Peinliche Leistung

■ betr.: „Was erregt...“, taz vom 18.6.94

[...] Ein Artikel der lesbischen Filmemacherin Monika Treut fällt der Redaktionszensur zum Opfer, weil sich die Autorin erdreistet, auf die Frage „Was erregt Sie am meisten?“ mit der „Beschreibung einer S/M-Orgie“ zu antworten. Warum fragt Ihr sie eigentlich überhaupt, wenn Ihr offene Antworten nicht ertragen könnt? Daß sie aus der lesbischen S/M-Szene kommt, hätte Euch jeder Filmkritiker vorher sagen können.

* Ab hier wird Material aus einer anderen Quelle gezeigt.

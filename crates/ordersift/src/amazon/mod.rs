//! Amazon-specific enrichment: ASIN mining, catalog resolution, and
//! listing-title shortening.

pub mod asin;
pub mod humanize;
pub mod pipeline;

pub use asin::{asin_quantities, mine_asins};
pub use humanize::{truncate_name, HumanizeMode, Humanizer};
pub use pipeline::{AmazonPipeline, ProgressFn};
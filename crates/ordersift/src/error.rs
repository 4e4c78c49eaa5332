use thiserror::Error;

#[derive(Error, Debug)]
pub enum OrdersiftError {
    #[error("Mailbox error: {0}")]
    Mailbox(#[from] MailboxError),

    #[error("Decode error: {0}")]
    Decode(#[from] DecodeError),

    #[error("Extraction error: {0}")]
    Extract(#[from] ExtractError),

    #[error("Catalog error: {0}")]
    Catalog(#[from] CatalogError),

    #[error("Job error: {0}")]
    Job(#[from] JobError),
}

#[derive(Error, Debug)]
pub enum MailboxError {
    #[error("Mailbox request failed: {0}")]
    Request(#[from] reqwest::Error),

    #[error("Mailbox returned status {status}: {message}")]
    Status { status: u16, message: String },

    #[error("Message '{0}' not found")]
    MessageNotFound(String),

    #[error("Failed to parse mailbox response: {0}")]
    ParseResponse(#[from] serde_json::Error),
}

#[derive(Error, Debug)]
pub enum DecodeError {
    #[error("Failed to decode message part: {0}")]
    PartDecode(String),

    #[error("Failed to extract PDF text: {0}")]
    PdfExtraction(String),
}

/// Error from the generative extraction service.
///
/// Carries an HTTP-like status so callers can distinguish rate limiting
/// (429/403) from everything else.
#[derive(Error, Debug)]
pub enum ExtractError {
    #[error("Generation request failed with status {status}: {message}")]
    Generation { status: u16, message: String },

    #[error("Generation request failed: {0}")]
    Transport(String),

    #[error("Unparseable model response: {0}")]
    MalformedResponse(String),
}

impl ExtractError {
    /// True for quota/rate-limit responses that warrant backoff and retry.
    pub fn is_rate_limited(&self) -> bool {
        matches!(
            self,
            ExtractError::Generation {
                status: 429 | 403,
                ..
            }
        )
    }
}

#[derive(Error, Debug)]
pub enum CatalogError {
    #[error("Catalog request failed: {0}")]
    Request(#[from] reqwest::Error),

    #[error("Catalog returned status {status}: {message}")]
    Status { status: u16, message: String },

    #[error("Batch of {0} exceeds the 100-item catalog limit")]
    BatchTooLarge(usize),
}

#[derive(Error, Debug)]
pub enum JobError {
    #[error("Job '{0}' not found")]
    NotFound(String),

    #[error("Job '{job_id}' does not belong to user '{user_id}'")]
    NotOwned { job_id: String, user_id: String },

    #[error("Listing mailbox messages failed: {0}")]
    ListingFailed(String),

    #[error("Consolidation failed: {0}")]
    ConsolidationFailed(String),
}

pub type Result<T> = std::result::Result<T, OrdersiftError>;
//! Background extraction jobs and their in-memory bookkeeping.

pub mod manager;
pub mod runner;

use chrono::{DateTime, Utc};
use serde::{Deserialize, Serialize};

use crate::order::ConsolidatedOrder;

pub use manager::JobManager;
pub use runner::JobRunner;

/// Most log lines kept per job; older lines are dropped.
pub const MAX_JOB_LOGS: usize = 200;

#[derive(Debug, Clone, Copy, PartialEq, Eq, Serialize, Deserialize)]
#[serde(rename_all = "camelCase")]
pub enum JobType {
    /// Scan known supplier domains and extract orders.
    Suppliers,
    /// Amazon-only scan with catalog enrichment.
    Amazon,
}

#[derive(Debug, Clone, Copy, PartialEq, Eq, Serialize, Deserialize)]
#[serde(rename_all = "camelCase")]
pub enum JobStatus {
    Pending,
    Running,
    Completed,
    Failed,
}

impl JobStatus {
    pub fn is_terminal(&self) -> bool {
        matches!(self, JobStatus::Completed | JobStatus::Failed)
    }
}

#[derive(Debug, Clone, Default, Serialize, Deserialize)]
#[serde(rename_all = "camelCase")]
pub struct JobProgress {
    /// Emails the job intends to process.
    pub total: u32,
    pub processed: u32,
    pub success: u32,
    pub failed: u32,
    #[serde(skip_serializing_if = "Option::is_none")]
    pub current_task: Option<String>,
}

/// Partial progress update; unset fields leave the stored value alone.
#[derive(Debug, Clone, Default)]
pub struct ProgressUpdate {
    pub total: Option<u32>,
    pub processed: Option<u32>,
    pub success: Option<u32>,
    pub failed: Option<u32>,
    pub current_task: Option<String>,
}

#[derive(Debug, Clone, Serialize, Deserialize)]
#[serde(rename_all = "camelCase")]
pub struct JobLogEntry {
    pub at: DateTime<Utc>,
    pub message: String,
}

#[derive(Debug, Clone, Serialize, Deserialize)]
#[serde(rename_all = "camelCase")]
pub struct Job {
    pub id: String,
    pub user_id: String,
    pub job_type: JobType,
    pub status: JobStatus,
    pub created_at: DateTime<Utc>,
    pub updated_at: DateTime<Utc>,
    pub progress: JobProgress,
    /// Subject of the email currently being processed.
    #[serde(skip_serializing_if = "Option::is_none")]
    pub current_email: Option<String>,
    /// Most recent first when read through the manager.
    pub logs: Vec<JobLogEntry>,
    pub orders: Vec<ConsolidatedOrder>,
    #[serde(skip_serializing_if = "Option::is_none")]
    pub error: Option<String>,
}

impl Job {
    pub fn new(user_id: &str, job_type: JobType) -> Self {
        let now = Utc::now();
        Self {
            id: uuid::Uuid::new_v4().to_string(),
            user_id: user_id.to_string(),
            job_type,
            status: JobStatus::Pending,
            created_at: now,
            updated_at: now,
            progress: JobProgress::default(),
            current_email: None,
            logs: Vec::new(),
            orders: Vec::new(),
            error: None,
        }
    }
}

Sex und Erotik nach der Maßschnur der political correctness? Daß die taz mit dem Phänomen Sadomasochismus böse Probleme hat, ist nicht neu. Aber Ihr merkt nicht einmal mehr, daß Ihr Euch gegenüber S/Mern exakt so verhaltet, wie beispielsweise christliche Fundamentalisten gegenüber Schwulen und Lesben – und das ist in einer solchen Sonderausgabe denn doch schon bitter peinlich...

Das Nürnberger „Radio Z“ verlor Ende '93 fast seine Lizenz, als die „Fliederfunk“-Redaktion es wagte, über Safer-S/M-Praktiken unter Schwulen zu berichten. Sat. 1 bekommt von der „Hamburger Anstalt für neue Medien“ eins auf den Deckel, weil ein Regionalmagazin das Thema S/M ein wenig deutlicher aufgreift. Die „Bundesprüfstelle für jugendgefährdende Schriften“ setzt eine Publikumsillustrierte auf den Index, weil sich das Blatt erdreistet, über S/M zu schreiben. [...] Daß ich eines Tages auch noch die taz in dieser Liste finde, enttäuscht mich schon.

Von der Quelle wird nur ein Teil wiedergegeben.